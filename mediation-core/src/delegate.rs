//! Caller-facing callback interfaces, one per ad format
//!
//! Coordinators forward every SDK callback to the delegate, regardless of
//! their own state. Callers that supply no delegate get an
//! [`AnalyticsDelegate`], which turns callbacks into analytics events.

use crate::analytics::{AdAnalyticsEvent, AnalyticsSink};
use crate::error::AdError;
use crate::types::{AdFormat, AdInfo, AdUnit, Reward};
use std::sync::Arc;

/// Callbacks shared by interstitial, app-open, rewarded and banner ads
pub trait AdEventDelegate: Send + Sync {
    /// Ad loaded
    fn on_load(&self, _ad: &AdInfo) {}

    /// Ad failed to load; a retry is already scheduled
    fn on_fail_to_load(&self, _unit: &AdUnit, _error: &AdError) {}

    /// Ad displayed
    fn on_display(&self, _ad: &AdInfo) {}

    /// Ad clicked
    fn on_click(&self, _ad: &AdInfo) {}

    /// Ad dismissed; a fresh load is already requested
    fn on_hide(&self, _ad: &AdInfo) {}

    /// Ad failed to display; a fresh load is already requested
    fn on_fail_to_display(&self, _ad: &AdInfo, _error: &AdError) {}

    /// Impression revenue paid
    fn on_revenue_paid(&self, _ad: &AdInfo) {}
}

/// Rewarded ad callbacks
pub trait RewardedAdDelegate: AdEventDelegate {
    /// Reward granted to the user
    fn on_reward_granted(&self, _ad: &AdInfo, _reward: &Reward) {}
}

/// Banner ad callbacks
pub trait BannerAdDelegate: AdEventDelegate {
    /// Banner expanded
    fn on_expand(&self, _ad: &AdInfo) {}

    /// Banner collapsed
    fn on_collapse(&self, _ad: &AdInfo) {}
}

/// Native ad callbacks
pub trait NativeAdDelegate: Send + Sync {
    /// Native ad loaded
    fn on_load(&self, _ad: &AdInfo) {}

    /// Native ad failed to load; a retry is already scheduled
    fn on_fail_to_load(&self, _unit: &AdUnit, _error: &AdError) {}

    /// Native ad clicked
    fn on_click(&self, _ad: &AdInfo) {}

    /// Held native ad expired
    fn on_expire(&self, _ad: &AdInfo) {}

    /// Impression revenue paid
    fn on_revenue_paid(&self, _ad: &AdInfo) {}
}

/// Default delegate: no-op on load, everything else goes to analytics
pub struct AnalyticsDelegate {
    format: AdFormat,
    sink: Arc<dyn AnalyticsSink>,
}

impl AnalyticsDelegate {
    /// Create new delegate for one format
    pub fn new(format: AdFormat, sink: Arc<dyn AnalyticsSink>) -> Self {
        Self { format, sink }
    }

    /// Format events are tagged with
    pub fn format(&self) -> AdFormat {
        self.format
    }

    fn track(&self, event: AdAnalyticsEvent) {
        self.sink.track(event);
    }

    fn track_revenue(&self, ad: &AdInfo) {
        match &ad.revenue {
            Some(revenue) => self.track(AdAnalyticsEvent::revenue_paid(
                self.format,
                revenue.amount,
                &revenue.currency,
            )),
            None => self.track(AdAnalyticsEvent::revenue_paid(self.format, 0.0, "")),
        }
    }
}

impl std::fmt::Debug for AnalyticsDelegate {
    fn fmt(&self, f: &mut std::fmt::Formatter<'_>) -> std::fmt::Result {
        f.debug_struct("AnalyticsDelegate")
            .field("format", &self.format)
            .finish_non_exhaustive()
    }
}

impl AdEventDelegate for AnalyticsDelegate {
    fn on_load(&self, _ad: &AdInfo) {}

    fn on_fail_to_load(&self, _unit: &AdUnit, error: &AdError) {
        self.track(AdAnalyticsEvent::LoadFailed {
            format: self.format,
            error_code: error.code,
        });
    }

    fn on_display(&self, _ad: &AdInfo) {
        self.track(AdAnalyticsEvent::Displayed {
            format: self.format,
        });
    }

    fn on_click(&self, _ad: &AdInfo) {
        self.track(AdAnalyticsEvent::Clicked {
            format: self.format,
        });
    }

    fn on_hide(&self, _ad: &AdInfo) {
        self.track(AdAnalyticsEvent::Dismissed {
            format: self.format,
        });
    }

    fn on_fail_to_display(&self, _ad: &AdInfo, error: &AdError) {
        self.track(AdAnalyticsEvent::DisplayFailed {
            format: self.format,
            error_code: error.code,
        });
    }

    fn on_revenue_paid(&self, ad: &AdInfo) {
        self.track_revenue(ad);
    }
}

impl RewardedAdDelegate for AnalyticsDelegate {
    fn on_reward_granted(&self, _ad: &AdInfo, reward: &Reward) {
        self.track(AdAnalyticsEvent::reward_granted(self.format, reward));
    }
}

impl BannerAdDelegate for AnalyticsDelegate {
    fn on_expand(&self, _ad: &AdInfo) {
        self.track(AdAnalyticsEvent::Expanded {
            format: self.format,
        });
    }

    fn on_collapse(&self, _ad: &AdInfo) {
        self.track(AdAnalyticsEvent::Collapsed {
            format: self.format,
        });
    }
}

impl NativeAdDelegate for AnalyticsDelegate {
    fn on_load(&self, _ad: &AdInfo) {}

    fn on_fail_to_load(&self, unit: &AdUnit, error: &AdError) {
        AdEventDelegate::on_fail_to_load(self, unit, error);
    }

    fn on_click(&self, ad: &AdInfo) {
        AdEventDelegate::on_click(self, ad);
    }

    fn on_expire(&self, _ad: &AdInfo) {
        self.track(AdAnalyticsEvent::Expired {
            format: self.format,
        });
    }

    fn on_revenue_paid(&self, ad: &AdInfo) {
        self.track_revenue(ad);
    }
}

#[cfg(test)]
mod tests {
    use super::*;
    use crate::analytics::MemoryAnalyticsSink;
    use crate::types::AdId;

    fn delegate(format: AdFormat) -> (AnalyticsDelegate, Arc<MemoryAnalyticsSink>) {
        let sink = Arc::new(MemoryAnalyticsSink::new());
        (AnalyticsDelegate::new(format, sink.clone()), sink)
    }

    fn ad(format: AdFormat) -> AdInfo {
        AdInfo::new(AdId(3), AdUnit::new("unit"), format, "network")
    }

    #[test]
    fn test_load_success_is_not_tracked() {
        let (delegate, sink) = delegate(AdFormat::Interstitial);
        AdEventDelegate::on_load(&delegate, &ad(AdFormat::Interstitial));
        assert!(sink.events().is_empty());
    }

    #[test]
    fn test_fullscreen_callbacks_are_tracked() {
        let (delegate, sink) = delegate(AdFormat::AppOpen);
        let info = ad(AdFormat::AppOpen);
        let error = AdError::new(-23, "timeout");

        AdEventDelegate::on_fail_to_load(&delegate, &info.unit, &error);
        AdEventDelegate::on_display(&delegate, &info);
        AdEventDelegate::on_click(&delegate, &info);
        AdEventDelegate::on_hide(&delegate, &info);
        AdEventDelegate::on_fail_to_display(&delegate, &info, &error);

        assert_eq!(
            sink.names(),
            vec![
                "adDidFailToLoad_appOpen_error_-23",
                "adDidDisplay_appOpen",
                "adDidClick_appOpen",
                "adDidDismiss_appOpen",
                "adDidFailToDisplay_appOpen_error_-23",
            ]
        );
    }

    #[test]
    fn test_reward_and_banner_extras() {
        let (rewarded, sink) = delegate(AdFormat::RewardedVideo);
        rewarded.on_reward_granted(&ad(AdFormat::RewardedVideo), &Reward::new(5.0, "coins"));
        assert_eq!(sink.names(), vec!["adDidRewardUser_rewardedVideo_coins_5"]);

        let (banner, sink) = delegate(AdFormat::Banner);
        banner.on_expand(&ad(AdFormat::Banner));
        banner.on_collapse(&ad(AdFormat::Banner));
        assert_eq!(sink.names(), vec!["adDidExpand_banner", "adDidCollapse_banner"]);
    }

    #[test]
    fn test_native_expire_and_revenue() {
        let (native, sink) = delegate(AdFormat::Native);
        let paid = ad(AdFormat::Native).with_revenue(0.5, "EUR");

        NativeAdDelegate::on_expire(&native, &paid);
        NativeAdDelegate::on_revenue_paid(&native, &paid);
        NativeAdDelegate::on_revenue_paid(&native, &ad(AdFormat::Native));

        assert_eq!(
            sink.names(),
            vec![
                "adExpired_native",
                "adRevenuePaid_native_EUR_0.5",
                "adRevenuePaid_native_unknown_0.0",
            ]
        );
    }
}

○ ○ ○ ○ ○ ○ ○

• **Problem statement**
Copy exactly the lines above, starting at the opening line and finishing at the line in which "into analytics events." occurs.

• **Response to this exercise**
filename mediation-core/src/delegate.rs
//! Caller-facing callback interfaces, one per ad format
//!
//! Coordinators forward every SDK callback to the delegate, regardless of
//! their own state. Callers that supply no delegate get an
//! [`AnalyticsDelegate`], which turns callbacks into analytics events.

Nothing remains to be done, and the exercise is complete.